To do: Please restate verbatim the lines that open the listing below, ending with the line in which "as they complete." occurs.

Input material:
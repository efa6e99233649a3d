use futures::StreamExt;
use futures::stream;
use tokio::sync::mpsc;
use tracing::{debug, error, info, warn};

use polarity_content::{ContentIdent, ContentKind, Media, Season, Series};

use crate::error::ExtractorError;
use crate::extractor::VideoExtractor;
use crate::filters::FilterSet;

/// Producer end of the lazy leaf sequence.
///
/// Extractors publish each leaf as soon as its streams are attached; the
/// orchestrator consumes the receiving end concurrently. Dropping the last
/// sink clone is the "extractor finished" signal.
#[derive(Clone)]
pub struct MediaSink {
    tx: mpsc::UnboundedSender<Media>,
}

impl MediaSink {
    pub fn channel() -> (Self, mpsc::UnboundedReceiver<Media>) {
        let (tx, rx) = mpsc::unbounded_channel();
        (Self { tx }, rx)
    }

    pub fn publish(&self, media: Media) {
        // The receiver only closes when the whole run is shutting down.
        if self.tx.send(media).is_err() {
            debug!("media sink closed; dropping leaf");
        }
    }
}

/// One hit from a catalog search.
#[derive(Debug, Clone)]
pub struct SearchResult {
    pub title: String,
    pub ident: ContentIdent,
    pub year: Option<u32>,
}

/// Generic extraction walk shared by every site extractor.
///
/// Applies the filter-aware wrappers around `get_season_info` and the
/// per-episode detail fetches so unwanted seasons and episodes never cost
/// an API round-trip.
pub struct ExtractionDriver<'a> {
    extractor: &'a dyn VideoExtractor,
    filters: FilterSet,
    /// Bound on concurrent per-season sub-extractions.
    season_concurrency: usize,
}

impl<'a> ExtractionDriver<'a> {
    pub fn new(extractor: &'a dyn VideoExtractor, filters: FilterSet) -> Self {
        Self {
            extractor,
            filters,
            season_concurrency: 3,
        }
    }

    pub fn season_concurrency(mut self, bound: usize) -> Self {
        self.season_concurrency = bound.max(1);
        self
    }

    /// Run the full extraction for one reference, publishing leaves into
    /// the sink as they complete.
    pub async fn run(&self, reference: &str, sink: &MediaSink) -> Result<(), ExtractorError> {
        let name = self.extractor.base().name;

        self.extractor.open_session().await?;
        if self.extractor.capabilities().login_required && !self.extractor.is_logged_in() {
            return Err(ExtractorError::LoginRequired);
        }

        let (kind, id) = match ContentIdent::parse(reference) {
            Ok(ident) => (ident.kind, ident.id),
            Err(_) => self.extractor.identify_url(reference).await?,
        };
        info!(extractor = name, kind = %kind, id = %id, "extraction started");

        match kind {
            ContentKind::Series => self.extract_series(&id, sink).await,
            ContentKind::Season => self.extract_season(&id, sink).await,
            ContentKind::Episode | ContentKind::Movie => self.extract_leaf(&id, sink).await,
        }
    }

    async fn extract_series(&self, series_id: &str, sink: &MediaSink) -> Result<(), ExtractorError> {
        let series = self.extractor.get_series_info(series_id).await?;
        let seasons = self.extractor.get_seasons(series_id).await?;
        info!(
            series = %series.title,
            seasons = seasons.len(),
            "series resolved"
        );

        stream::iter(seasons)
            .for_each_concurrent(self.season_concurrency, |season| {
                let series = &series;
                async move {
                    if let Err(e) = self.walk_season(series, season, sink).await {
                        error!(series = %series.title, error = %e, "season extraction failed");
                    }
                }
            })
            .await;
        Ok(())
    }

    async fn extract_season(&self, season_id: &str, sink: &MediaSink) -> Result<(), ExtractorError> {
        // A bare season reference has no series context yet; the site
        // recovers it from the season payload where it needs it.
        let partial = Season {
            id: season_id.to_string(),
            ..Season::default()
        };
        let series = Series::default();
        self.walk_season(&series, partial, sink).await
    }

    /// The filter-aware season wrapper: seasons the number filter rules
    /// out are left partial, skipping their detail fetch and the whole
    /// episode enumeration below them.
    async fn walk_season(
        &self,
        series: &Series,
        season: Season,
        sink: &MediaSink,
    ) -> Result<(), ExtractorError> {
        if season.number != 0 && !self.filters.wants_season(season.number) {
            debug!(season = %season.title, number = season.number, "season filtered; skipping fetch");
            return Ok(());
        }
        if !self.extractor.season_admitted(&season) {
            debug!(season = %season.title, "season not admitted by extractor");
            return Ok(());
        }

        let season = self
            .extractor
            .get_season_info(&series.id, &season)
            .await?;

        if season.number != 0 && !self.filters.wants_season(season.number) {
            debug!(season = %season.title, number = season.number, "season filtered after fetch");
            return Ok(());
        }

        self.extractor
            .get_episodes_from_season(series, &season, &self.filters, sink)
            .await
    }

    async fn extract_leaf(&self, episode_id: &str, sink: &MediaSink) -> Result<(), ExtractorError> {
        let mut media = self.extractor.get_episode_info(episode_id).await?;
        if !self
            .filters
            .wants_episode(media.lineage.season_number, media.number, &media.title)
        {
            debug!(title = %media.title, "leaf filtered");
            return Ok(());
        }
        attach_streams(self.extractor, &mut media).await;
        sink.publish(media);
        Ok(())
    }
}

/// Attach streams to a leaf, converting extractor failures into a skip
/// reason so the leaf is still listed.
pub async fn attach_streams(extractor: &dyn VideoExtractor, media: &mut Media) {
    if media.skip_reason.is_some() {
        return;
    }
    match extractor.get_streams(media).await {
        Ok(()) => {
            if media.preferred_stream().is_none() {
                media.skip(ExtractorError::NoStreamsFound.skip_reason());
            }
        }
        Err(e) => {
            warn!(title = %media.title, error = %e, "stream enumeration failed");
            media.skip(e.skip_reason());
        }
    }
}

Solved exercise:
repository efa6e99233649a3d
use futures::StreamExt;
use futures::stream;
use tokio::sync::mpsc;
use tracing::{debug, error, info, warn};

use polarity_content::{ContentIdent, ContentKind, Media, Season, Series};

use crate::error::ExtractorError;
use crate::extractor::VideoExtractor;
use crate::filters::FilterSet;

/// Producer end of the lazy leaf sequence.
///
/// Extractors publish each leaf as soon as its streams are attached; the
/// orchestrator consumes the receiving end concurrently. Dropping the last
/// sink clone is the "extractor finished" signal.
#[derive(Clone)]
pub struct MediaSink {
    tx: mpsc::UnboundedSender<Media>,
}

impl MediaSink {
    pub fn channel() -> (Self, mpsc::UnboundedReceiver<Media>) {
        let (tx, rx) = mpsc::unbounded_channel();
        (Self { tx }, rx)
    }

    pub fn publish(&self, media: Media) {
        // The receiver only closes when the whole run is shutting down.
        if self.tx.send(media).is_err() {
            debug!("media sink closed; dropping leaf");
        }
    }
}

/// One hit from a catalog search.
#[derive(Debug, Clone)]
pub struct SearchResult {
    pub title: String,
    pub ident: ContentIdent,
    pub year: Option<u32>,
}

/// Generic extraction walk shared by every site extractor.
///
/// Applies the filter-aware wrappers around `get_season_info` and the
/// per-episode detail fetches so unwanted seasons and episodes never cost
/// an API round-trip.
pub struct ExtractionDriver<'a> {
    extractor: &'a dyn VideoExtractor,
    filters: FilterSet,
    /// Bound on concurrent per-season sub-extractions.
    season_concurrency: usize,
}

impl<'a> ExtractionDriver<'a> {
    pub fn new(extractor: &'a dyn VideoExtractor, filters: FilterSet) -> Self {
        Self {
            extractor,
            filters,
            season_concurrency: 3,
        }
    }

    pub fn season_concurrency(mut self, bound: usize) -> Self {
        self.season_concurrency = bound.max(1);
        self
    }

    /// Run the full extraction for one reference, publishing leaves into
    /// the sink as they complete.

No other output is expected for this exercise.